There is chatter about a larger city council.

It began with a column in the Hamilton Spectator by Joan Little and was followed by a piece written by Brian Heagle.  Links to both are below

The significant seven we have now are not that interested in anything bigger. Mayor Goldring has pointed to Portland Oregon which has a seven member council which he thought was great.

Goldring - Christmas picture

Mayor Goldring’s 2015 Christmas card photograph.

Goldring doesn’t manage people all that well; his career path has not included any significant management roles. He prefers small groups of people that are like minded. Much of the thinking the city has seen the Mayor take up has come from a book he read and then invited the author to town for a speech.

There is going to have to be some form of leadership from the current Council and then a citizenship that rallies to that leadership and says it wants a different size Council.

The public is going to have to hear from past members of city council to talk about the deficiencies of a seven member council.

The people on city council now don’t get along all that well but they each have their alliances and know who they can go to for support. There are – it is not fair to call them cliques – but groupings that come together.  Councillors Craven and Sharman are frequently joined at the hip and Lancaster will listen to almost everything Sharman whispers in her ear.

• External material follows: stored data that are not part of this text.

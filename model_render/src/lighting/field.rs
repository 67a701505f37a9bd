use bevy::prelude::*;
use std::sync::Arc;

/// Read-only copy of one active point light for the current frame.
#[derive(Debug, Clone, Copy, PartialEq)]
pub struct DynamicLightSnapshot {
    pub position: Vec3,
    pub color: Vec3,
    pub radius: f32,
    pub intensity: f32,
}

impl DynamicLightSnapshot {
    pub fn new(position: Vec3, color: Vec3, radius: f32, intensity: f32) -> Self {
        Self {
            position,
            color,
            radius,
            intensity,
        }
    }
}

/// Ambient light provider (terrain lightmap or similar), sampled on the
/// horizontal plane.
pub trait AmbientSampler: Send + Sync + 'static {
    fn ambient_at(&self, x: f32, y: f32) -> Vec3;
}

pub struct ConstantAmbient(pub Vec3);

impl AmbientSampler for ConstantAmbient {
    fn ambient_at(&self, _x: f32, _y: f32) -> Vec3 {
        self.0
    }
}

/// Active light set plus the ambient field.
///
/// `version` changes every time the active set is replaced; selection caches
/// compare against it.
#[derive(Resource, Clone)]
pub struct LightingField {
    lights: Vec<DynamicLightSnapshot>,
    version: u64,
    ambient: Arc<dyn AmbientSampler>,
}

impl Default for LightingField {
    fn default() -> Self {
        Self::new(Arc::new(ConstantAmbient(Vec3::splat(0.5))))
    }
}

impl LightingField {
    pub fn new(ambient: Arc<dyn AmbientSampler>) -> Self {
        Self {
            lights: Vec::new(),
            version: 0,
            ambient,
        }
    }

    pub fn active_lights(&self) -> &[DynamicLightSnapshot] {
        &self.lights
    }

    pub fn version(&self) -> u64 {
        self.version
    }

    pub fn set_active_lights(&mut self, lights: Vec<DynamicLightSnapshot>) {
        self.lights = lights;
        self.version = self.version.wrapping_add(1);
    }

    pub fn set_ambient(&mut self, ambient: Arc<dyn AmbientSampler>) {
        self.ambient = ambient;
        self.version = self.version.wrapping_add(1);
    }

    pub fn ambient_at(&self, x: f32, y: f32) -> Vec3 {
        self.ambient.ambient_at(x, y)
    }
}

Councillors Sharman and Lancaster: both part of the Shape Burlington committee who seem to have forgotten what the report was all about - civic engagement

Councillors Sharman and Lancaster: both part of the Shape Burlington committee who seem to have forgotten what the report was all about – civic engagement

Taylor is wearying of the game and doesn’t want to be challenged by any upstarts who might have some new ideas.  Dennison is comfortable with what exists now.


Does she still want to put her hat in the ring for job of Mayor in 2018?

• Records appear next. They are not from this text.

#[cfg(test)]
mod tests {
    use super::*;
    use crate::model::texture::{TextureChannelInfo, TextureScriptFlags};
    use crate::model::{Action, MeshDesc};
    use crate::render::recording::{GpuCommand, RecordingBackend};

    fn prop() -> ModelAsset {
        ModelAsset {
            name: "tree".to_string(),
            bones: vec![],
            actions: vec![Action::default()],
            meshes: vec![MeshDesc::default(), MeshDesc::default()],
        }
    }

    fn opaque(handle: u64) -> Option<TextureBinding> {
        Some(TextureBinding {
            handle: TextureHandle(handle),
            flags: TextureScriptFlags::default(),
            channels: TextureChannelInfo::default(),
        })
    }

    fn eligibility<'a>(
        model: &'a ModelAsset,
        textures: &'a [Option<TextureBinding>],
    ) -> EligibilityInputs<'a> {
        EligibilityInputs {
            kind: ObjectKind::MapObject,
            model,
            has_children: false,
            parent_linked: false,
            alpha: 1.0,
            textures,
            hidden_mesh: None,
        }
    }

    fn key(mesh: usize) -> InstancingBatchKey {
        InstancingBatchKey {
            model: ModelId(7),
            mesh,
            texture: TextureHandle(mesh as u64 + 1),
            two_sided: false,
        }
    }

    fn geometry() -> BatchGeometry {
        BatchGeometry {
            vertex_buffer: BufferHandle(100),
            index_buffer: BufferHandle(101),
            index_count: 6,
        }
    }

    fn instance(x: f32) -> InstanceData {
        InstanceData {
            world: Mat4::from_translation(Vec3::new(x, 0.0, 0.0)),
            tint: Vec4::ONE,
        }
    }

    #[test]
    fn static_opaque_map_object_is_eligible() {
        let model = prop();
        let textures = [opaque(1), opaque(2)];
        assert_eq!(instancing_eligibility(&eligibility(&model, &textures)), Ok(()));
    }

    #[test]
    fn each_rule_rejects_on_its_own() {
        let model = prop();
        let textures = [opaque(1), opaque(2)];

        let mut inputs = eligibility(&model, &textures);
        inputs.kind = ObjectKind::Monster;
        assert_eq!(
            instancing_eligibility(&inputs),
            Err(IneligibleReason::KindNeverInstanced)
        );

        let mut inputs = eligibility(&model, &textures);
        inputs.has_children = true;
        assert_eq!(instancing_eligibility(&inputs), Err(IneligibleReason::HasChildren));

        let mut inputs = eligibility(&model, &textures);
        inputs.alpha = 0.5;
        assert_eq!(instancing_eligibility(&inputs), Err(IneligibleReason::Translucent));

        let mut inputs = eligibility(&model, &textures);
        inputs.parent_linked = true;
        assert_eq!(instancing_eligibility(&inputs), Err(IneligibleReason::ParentLinked));

        let mut inputs = eligibility(&model, &textures);
        inputs.hidden_mesh = Some(1);
        assert_eq!(instancing_eligibility(&inputs), Err(IneligibleReason::MeshHidden(1)));

        let alpha_tested = [
            opaque(1),
            Some(TextureBinding {
                handle: TextureHandle(2),
                flags: TextureScriptFlags::default(),
                channels: TextureChannelInfo { component_count: 4 },
            }),
        ];
        assert_eq!(
            instancing_eligibility(&eligibility(&model, &alpha_tested)),
            Err(IneligibleReason::MeshNotOpaque(1))
        );

        let loading = [opaque(1), None];
        assert_eq!(
            instancing_eligibility(&eligibility(&model, &loading)),
            Err(IneligibleReason::TextureNotReady(1))
        );

        let mut animated = prop();
        animated.actions.push(Action {
            key_count: 12,
            ..Default::default()
        });
        assert_eq!(
            instancing_eligibility(&eligibility(&animated, &textures)),
            Err(IneligibleReason::Animated)
        );
    }

    #[test]
    fn flush_draws_one_call_per_batch_and_grows_buffer() {
        let observer = RecordingBackend::new();
        let mut backend = observer.clone();
        let mut manager = StaticInstancingManager::new(true, 2);
        let pose = [Mat4::IDENTITY];
        let objects: Vec<Entity> = {
            let mut world = World::new();
            (0..5).map(|_| world.spawn_empty().id()).collect()
        };

        manager.begin_frame();
        for (index, entity) in objects.iter().enumerate() {
            assert!(manager.queue(key(0), *entity, geometry(), &pose, instance(index as f32)));
        }
        assert!(manager.queue(key(1), objects[0], geometry(), &pose, instance(0.0)));

        let outcome = manager.flush(&mut backend, &LightUniforms::default());
        assert_eq!(outcome.batches_drawn, 2);
        assert_eq!(outcome.instances_drawn, 6);
        assert!(outcome.fallback.is_empty());
        assert_eq!(manager.instance_capacity(), 8);
        assert_eq!(manager.phase(), InstancingPhase::Flushed);

        let commands = observer.commands();
        let draws = commands
            .iter()
            .filter(|command| matches!(command, GpuCommand::DrawInstanced(_)))
            .count();
        let pose_uploads = commands
            .iter()
            .filter(|command| matches!(command, GpuCommand::UploadBones { .. }))
            .count();
        assert_eq!(draws, 2);
        assert_eq!(pose_uploads, 2);

        // Next frame reuses the buffer.
        manager.begin_frame();
        manager.queue(key(0), objects[0], geometry(), &pose, instance(0.0));
        manager.flush(&mut backend, &LightUniforms::default());
        let allocations = observer
            .commands()
            .iter()
            .filter(|command| matches!(command, GpuCommand::CreateInstanceBuffer { .. }))
            .count();
        assert_eq!(allocations, 1);
    }

    #[test]
    fn draw_failure_disables_instancing_and_returns_pending_objects() {
        let observer = RecordingBackend::new();
        let mut backend = observer.clone();
        observer.fail_instanced_draws(true);
        let mut manager = StaticInstancingManager::new(true, 4);
        let mut world = World::new();
        let first = world.spawn_empty().id();
        let second = world.spawn_empty().id();

        manager.begin_frame();
        manager.queue(key(0), first, geometry(), &[], instance(0.0));
        manager.queue(key(1), second, geometry(), &[], instance(1.0));
        let outcome = manager.flush(&mut backend, &LightUniforms::default());

        assert!(!manager.is_enabled());
        assert_eq!(outcome.batches_drawn, 0);
        assert_eq!(outcome.fallback, vec![(first, 0), (second, 1)]);

        manager.begin_frame();
        assert!(!manager.queue(key(0), first, geometry(), &[], instance(0.0)));
    }

    #[test]
    fn late_failure_returns_only_the_undrawn_meshes() {
        let observer = RecordingBackend::new();
        let mut backend = observer.clone();
        observer.fail_instanced_draws_after(1);
        let mut manager = StaticInstancingManager::new(true, 4);
        let mut world = World::new();
        let first = world.spawn_empty().id();
        let second = world.spawn_empty().id();

        manager.begin_frame();
        for (index, entity) in [first, second].into_iter().enumerate() {
            manager.queue(key(0), entity, geometry(), &[], instance(index as f32));
            manager.queue(key(1), entity, geometry(), &[], instance(index as f32));
        }
        let outcome = manager.flush(&mut backend, &LightUniforms::default());

        assert!(!manager.is_enabled());
        assert_eq!(outcome.batches_drawn, 1);
        assert_eq!(outcome.instances_drawn, 2);
        assert_eq!(outcome.fallback, vec![(first, 1), (second, 1)]);
    }

    #[test]
    fn release_frees_the_instance_buffer() {
        let observer = RecordingBackend::new();
        let mut backend = observer.clone();
        let mut manager = StaticInstancingManager::new(true, 4);

        manager.begin_frame();
        manager.queue(key(0), Entity::PLACEHOLDER, geometry(), &[], instance(0.0));
        manager.flush(&mut backend, &LightUniforms::default());
        assert_eq!(observer.live_buffers(), 1);

        manager.release(&mut backend);
        assert_eq!(observer.live_buffers(), 0);
        assert_eq!(manager.instance_capacity(), 0);
    }

    #[test]
    fn queue_outside_collection_is_refused() {
        let mut manager = StaticInstancingManager::default();
        assert!(!manager.queue(key(0), Entity::PLACEHOLDER, geometry(), &[], instance(0.0)));
    }
}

Meed Ward used to be ‘gung ho’ on change; we haven’t seen that much of the Marianne Meed Ward who delegated ferociously before she was elected to council and was a thorn in the side of most during her first term – something the other council members needed. The fight seems to have gone out of her.  To a considerable degree she is still ostracized.  Her public comments on the seniors situation were disappointing.

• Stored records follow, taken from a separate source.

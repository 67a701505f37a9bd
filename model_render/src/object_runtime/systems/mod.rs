mod animation;
mod draw;
mod frame;
mod hierarchy;
mod lighting;
mod textures;

pub use animation::animate_model_objects;
pub use draw::{
    BufferOwnership, draw_model_objects, flush_static_instancing, release_buffers_on_exit,
    release_despawned_buffers,
};
pub use frame::{begin_model_frame, detect_object_changes};
pub use hierarchy::{apply_pending_invalidations, pose_bones, resolve_world_matrices};
pub use lighting::refresh_object_lighting;
pub use textures::{poll_texture_loads, resolve_mesh_textures};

Political organizations need new blood – that is part of why we hold elections.

Municipal politics is complex business. Its financial statements are not like those in the business world. A municipality cannot have a deficit – if they are short they have to dip into the reserve funds – there are more than fifty of those with millions of dollars sitting in bank accounts.

The Finance department to its credit does a good job of getting the city a good return on the investments it makes – given that there are a lot of things the city is now allowed to invest in.

For a newcomer to get elected to council the learning curve is very very steep. It takes a full term to get a feel and understanding for the way the city works and how staff relate to council.

Two of the city councillors were not at the table and one didn't ask a single question. Councillor Craven chose to be mute.

Councillors Craven and Taylor live on opposite sides of the political spectrum. Each has their strengths – along with a considerable amount of time on city council.

For those new to municipal politics having to learn how city hall works and how the Regional Council works is more than most can manage.

It makes a lot of sense to have two levels of Councillors; one who is just a ward Councillor and the other who is both a ward councillor and a Regional councillor.

The comments we are seeing about what these ward only level councillors should be paid is insulting. Those who do the job work hard; the issues they have to deal with are not simple. To pay someone $30,000 to serve as a ward only councillor is going to get you someone stupid enough to accept such a pittance.

If you are not prepared to pay well – you are going to get very little in the way of talent. That $115,000 – give or take a bit – we pay our city council members now is money well spent. They make mistakes and they could tone up their attitude when dealing with the public – especially with delegations to council meetings.  But they are fairly paid.

The view that they were elected to run the city and the public gets to decide if they like what they got only at election time is an idea that went out of style in the late fifties.  This lot trots out the words accountability and transparency without understanding or believing what they really mean.

Dennison LaSalle

Dennison has the best understanding of the dollars and cents side of civic administration.

It is up to you the public to hold them accountable every chance you get. They are no better than you are. When that OPP cruiser slides by you on the 403 your foot comes off that gas pedal – that is you being accountability to that police officer. It’s the way the world works.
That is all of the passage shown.